Data for analysis:
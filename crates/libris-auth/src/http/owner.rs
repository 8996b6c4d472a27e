//! Resource owner identification at the authorization endpoint.
//!
//! Logging users in is not part of the authorization server. Whatever sits
//! in front of it (a session layer, a reverse proxy) tells the server who the
//! resource owner is through a [`ResourceOwnerResolver`].

use async_trait::async_trait;
use axum::http::{HeaderMap, HeaderName, header::InvalidHeaderName};

/// Identifies the authenticated resource owner of a request.
#[async_trait]
pub trait ResourceOwnerResolver: Send + Sync {
    /// Returns the subject identifier, or `None` if nobody is signed in.
    async fn resolve(&self, headers: &HeaderMap) -> Option<String>;
}

/// Reads the subject from a header set by a trusted upstream proxy.
///
/// The proxy must strip this header from inbound client requests.
#[derive(Debug, Clone)]
pub struct HeaderResourceOwner {
    header: HeaderName,
}

impl HeaderResourceOwner {
    /// Default header name.
    pub const DEFAULT_HEADER: &'static str = "x-authenticated-user";

    /// Creates a resolver reading `header`.
    ///
    /// # Errors
    ///
    /// Returns an error if `header` is not a valid header name.
    pub fn new(header: &str) -> Result<Self, InvalidHeaderName> {
        Ok(Self {
            header: HeaderName::try_from(header)?,
        })
    }
}

#[async_trait]
impl ResourceOwnerResolver for HeaderResourceOwner {
    async fn resolve(&self, headers: &HeaderMap) -> Option<String> {
        headers
            .get(&self.header)
            .and_then(|v| v.to_str().ok())
            .map(str::trim)
            .filter(|v| !v.is_empty())
            .map(str::to_string)
    }
}

#[cfg(test)]
mod tests {
    use super::*;

    #[tokio::test]
    async fn test_header_resolver() {
        let resolver = HeaderResourceOwner::new(HeaderResourceOwner::DEFAULT_HEADER).unwrap();

        let mut headers = HeaderMap::new();
        assert_eq!(resolver.resolve(&headers).await, None);

        headers.insert("x-authenticated-user", "reader-42".parse().unwrap());
        assert_eq!(resolver.resolve(&headers).await.as_deref(), Some("reader-42"));

        headers.insert("x-authenticated-user", "  ".parse().unwrap());
        assert_eq!(resolver.resolve(&headers).await, None);
    }

    #[test]
    fn test_invalid_header_name() {
        assert!(HeaderResourceOwner::new("not a header").is_err());
    }
}
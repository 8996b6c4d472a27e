//! Token introspection (RFC 7662)
//!
//! Unknown, expired and revoked tokens all produce the same
//! `{"active":false}` body, so a caller learns nothing about why a token is
//! not usable.
//!
//! # References
//!
//! - [RFC 7662 - OAuth 2.0 Token Introspection](https://tools.ietf.org/html/rfc7662)

use std::sync::Arc;
use std::time::Duration;

use serde::{Deserialize, Serialize};
use time::OffsetDateTime;

use crate::AuthResult;
use crate::config::AuthConfig;
use crate::error::AuthError;
use crate::oauth::client_auth::AuthenticatedClient;
use crate::storage::{TokenStorage, with_timeout};
use crate::token::revocation::TokenTypeHint;
use crate::types::{TokenRecord, hash_token};

// =============================================================================
// Request Types
// =============================================================================

/// Token introspection request per RFC 7662.
#[derive(Debug, Clone, Default, Deserialize)]
pub struct IntrospectionRequest {
    /// The token to introspect.
    pub token: Option<String>,

    /// Optional hint about the token type. Unknown values are ignored.
    #[serde(default)]
    pub token_type_hint: Option<String>,

    /// Client identifier for `client_secret_post`.
    #[serde(default)]
    pub client_id: Option<String>,

    /// Client secret for `client_secret_post`.
    #[serde(default)]
    pub client_secret: Option<String>,
}

// =============================================================================
// Response Types
// =============================================================================

/// Token introspection response per RFC 7662.
///
/// Every field except `active` is omitted for an inactive token.
#[derive(Debug, Clone, PartialEq, Eq, Serialize, Deserialize)]
pub struct IntrospectionResponse {
    /// Whether the token is currently active.
    pub active: bool,

    /// Space-separated scopes.
    #[serde(skip_serializing_if = "Option::is_none")]
    pub scope: Option<String>,

    /// Client the token was issued to.
    #[serde(skip_serializing_if = "Option::is_none")]
    pub client_id: Option<String>,

    /// Token type, always `Bearer` when active.
    #[serde(skip_serializing_if = "Option::is_none")]
    pub token_type: Option<String>,

    /// Expiration time (Unix timestamp).
    #[serde(skip_serializing_if = "Option::is_none")]
    pub exp: Option<i64>,

    /// Issued at time (Unix timestamp).
    #[serde(skip_serializing_if = "Option::is_none")]
    pub iat: Option<i64>,

    /// Subject: the resource owner, or the client for client credentials.
    #[serde(skip_serializing_if = "Option::is_none")]
    pub sub: Option<String>,

    /// Issuer.
    #[serde(skip_serializing_if = "Option::is_none")]
    pub iss: Option<String>,

    /// Token identifier.
    #[serde(skip_serializing_if = "Option::is_none")]
    pub jti: Option<String>,
}

impl IntrospectionResponse {
    /// The response for any token that is not usable.
    #[must_use]
    pub fn inactive() -> Self {
        Self {
            active: false,
            scope: None,
            client_id: None,
            token_type: None,
            exp: None,
            iat: None,
            sub: None,
            iss: None,
            jti: None,
        }
    }

    /// Describes a stored token as seen at `now`.
    #[must_use]
    pub fn from_record(record: Option<&TokenRecord>, issuer: &str, now: OffsetDateTime) -> Self {
        let Some(record) = record.filter(|r| r.is_active(now)) else {
            return Self::inactive();
        };

        let (id, subject, scope, issued_at, expires_at) = match record {
            TokenRecord::Access(t) => (t.id, &t.subject, &t.scope, t.issued_at, t.expires_at),
            TokenRecord::Refresh(t) => (t.id, &t.subject, &t.scope, t.issued_at, t.expires_at),
        };
        let client_id = record.client_id().to_string();

        Self {
            active: true,
            scope: Some(scope.to_string()),
            sub: Some(subject.clone().unwrap_or_else(|| client_id.clone())),
            client_id: Some(client_id),
            token_type: Some("Bearer".to_string()),
            exp: Some(expires_at.unix_timestamp()),
            iat: Some(issued_at.unix_timestamp()),
            iss: Some(issuer.to_string()),
            jti: Some(id.to_string()),
        }
    }
}

// =============================================================================
// Service
// =============================================================================

/// Answers introspection requests from authenticated confidential clients.
pub struct IntrospectionService {
    tokens: Arc<dyn TokenStorage>,
    issuer: String,
    storage_timeout: Duration,
}

impl IntrospectionService {
    /// Creates the service.
    #[must_use]
    pub fn new(tokens: Arc<dyn TokenStorage>, config: &AuthConfig) -> Self {
        Self {
            tokens,
            issuer: config.issuer.clone(),
            storage_timeout: config.oauth.storage_timeout,
        }
    }

    /// Introspects the token named by the request.
    ///
    /// # Errors
    ///
    /// - `invalid_client` if the caller is not a secret-authenticated
    ///   confidential client
    /// - `invalid_request` if `token` is missing
    /// - storage errors
    pub async fn introspect(
        &self,
        request: &IntrospectionRequest,
        client: &AuthenticatedClient,
    ) -> AuthResult<IntrospectionResponse> {
        if !client.client.is_confidential() || !client.is_secret_authenticated() {
            return Err(AuthError::invalid_client(
                "Introspection requires confidential client authentication",
            ));
        }

        let value = request
            .token
            .as_deref()
            .filter(|t| !t.is_empty())
            .ok_or_else(|| AuthError::invalid_request("Missing required parameter: token"))?;

        let hint = request.token_type_hint.as_deref().and_then(TokenTypeHint::parse);
        let record = with_timeout(
            self.storage_timeout,
            "load_token_info",
            self.tokens.load_token_info(&hash_token(value), hint),
        )
        .await?;

        let response =
            IntrospectionResponse::from_record(record.as_ref(), &self.issuer, OffsetDateTime::now_utc());
        tracing::debug!(
            client_id = %client.client.client_id,
            active = response.active,
            "Token introspected"
        );
        Ok(response)
    }
}
//! Authorization code grant (RFC 6749 §4.1.3, RFC 7636 §4.6).

use std::sync::Arc;

use async_trait::async_trait;
use time::OffsetDateTime;

use crate::AuthResult;
use crate::config::{AuthConfig, PkceFailurePolicy};
use crate::error::AuthError;
use crate::grant::GrantHandler;
use crate::oauth::client_auth::AuthenticatedClient;
use crate::oauth::pkce::{PkceChallenge, PkcePolicy, PkceVerifier};
use crate::oauth::token::TokenRequest;
use crate::storage::{CodeStorage, with_timeout};
use crate::token::issuer::{IssuedTokens, TokenIssuer};
use crate::types::{AuthorizationCode, GrantType};

/// Exchanges an authorization code and its PKCE verifier for tokens.
pub struct AuthorizationCodeGrant {
    codes: Arc<dyn CodeStorage>,
    issuer: Arc<TokenIssuer>,
    pkce: PkcePolicy,
    failure_policy: PkceFailurePolicy,
    refresh_enabled: bool,
    storage_timeout: std::time::Duration,
}

impl AuthorizationCodeGrant {
    /// Creates the handler.
    #[must_use]
    pub fn new(codes: Arc<dyn CodeStorage>, issuer: Arc<TokenIssuer>, config: &AuthConfig) -> Self {
        Self {
            codes,
            issuer,
            pkce: PkcePolicy::from(&config.oauth),
            failure_policy: config.oauth.pkce_failure_policy,
            refresh_enabled: config
                .oauth
                .enabled_grant_types()
                .contains(&GrantType::RefreshToken),
            storage_timeout: config.oauth.storage_timeout,
        }
    }

    fn verify_pkce(&self, code: &AuthorizationCode, verifier: &str) -> AuthResult<()> {
        let verifier = PkceVerifier::new(verifier, &self.pkce)
            .map_err(|e| AuthError::invalid_grant(e.to_string()))?;
        PkceChallenge::from_stored(code.code_challenge.as_str())
            .verify(&verifier, code.code_challenge_method)
            .map_err(|e| AuthError::invalid_grant(e.to_string()))
    }
}

#[async_trait]
impl GrantHandler for AuthorizationCodeGrant {
    fn grant_type(&self) -> GrantType {
        GrantType::AuthorizationCode
    }

    async fn handle(
        &self,
        request: &TokenRequest,
        client: &AuthenticatedClient,
    ) -> AuthResult<IssuedTokens> {
        let client = &client.client;

        // 1. Extract required fields
        let code_value = request
            .code
            .as_deref()
            .ok_or_else(|| AuthError::invalid_request("Missing required parameter: code"))?;
        let redirect_uri = request.redirect_uri.as_deref().ok_or_else(|| {
            AuthError::invalid_request("Missing required parameter: redirect_uri")
        })?;
        let code_verifier = request.code_verifier.as_deref().ok_or_else(|| {
            AuthError::invalid_request("Missing required parameter: code_verifier")
        })?;

        // 2. Look up the code
        let now = OffsetDateTime::now_utc();
        let code = with_timeout(
            self.storage_timeout,
            "find_by_code",
            self.codes.find_by_code(code_value),
        )
        .await?
        .ok_or_else(|| AuthError::invalid_grant("Authorization code is invalid"))?;

        if code.is_consumed() {
            tracing::warn!(client_id = %client.client_id, "Authorization code replay attempt");
            return Err(AuthError::invalid_grant("Authorization code has already been used"));
        }
        if code.is_expired(now) {
            return Err(AuthError::invalid_grant("Authorization code has expired"));
        }

        // 3. Validate client ID matches
        if code.client_id != client.client_id {
            tracing::warn!(
                client_id = %client.client_id,
                "Authorization code presented by a different client"
            );
            return Err(AuthError::invalid_grant("Authorization code was issued to another client"));
        }

        // 4. Validate redirect URI matches exactly
        if code.redirect_uri != redirect_uri {
            return Err(AuthError::invalid_grant("redirect_uri does not match"));
        }

        // 5. Verify PKCE
        if let Err(e) = self.verify_pkce(&code, code_verifier) {
            tracing::warn!(
                client_id = %client.client_id,
                policy = ?self.failure_policy,
                "PKCE verification failed"
            );
            if self.failure_policy == PkceFailurePolicy::Invalidate {
                with_timeout(
                    self.storage_timeout,
                    "discard_code",
                    self.codes.discard(&code.code, now),
                )
                .await?;
            }
            return Err(e);
        }

        // 6. Consume the code and issue in one step
        let with_refresh =
            self.refresh_enabled && client.is_grant_type_allowed(GrantType::RefreshToken);
        self.issuer
            .issue_for_code(&code, client, with_refresh, now)
            .await
    }
}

Task item: Filter the records above for lines containing the word "derive", and copy those lines.

Result for this task:
#[derive(Debug, Clone)]
#[derive(Debug, Clone, Default, Deserialize)]
#[derive(Debug, Clone, PartialEq, Eq, Serialize, Deserialize)]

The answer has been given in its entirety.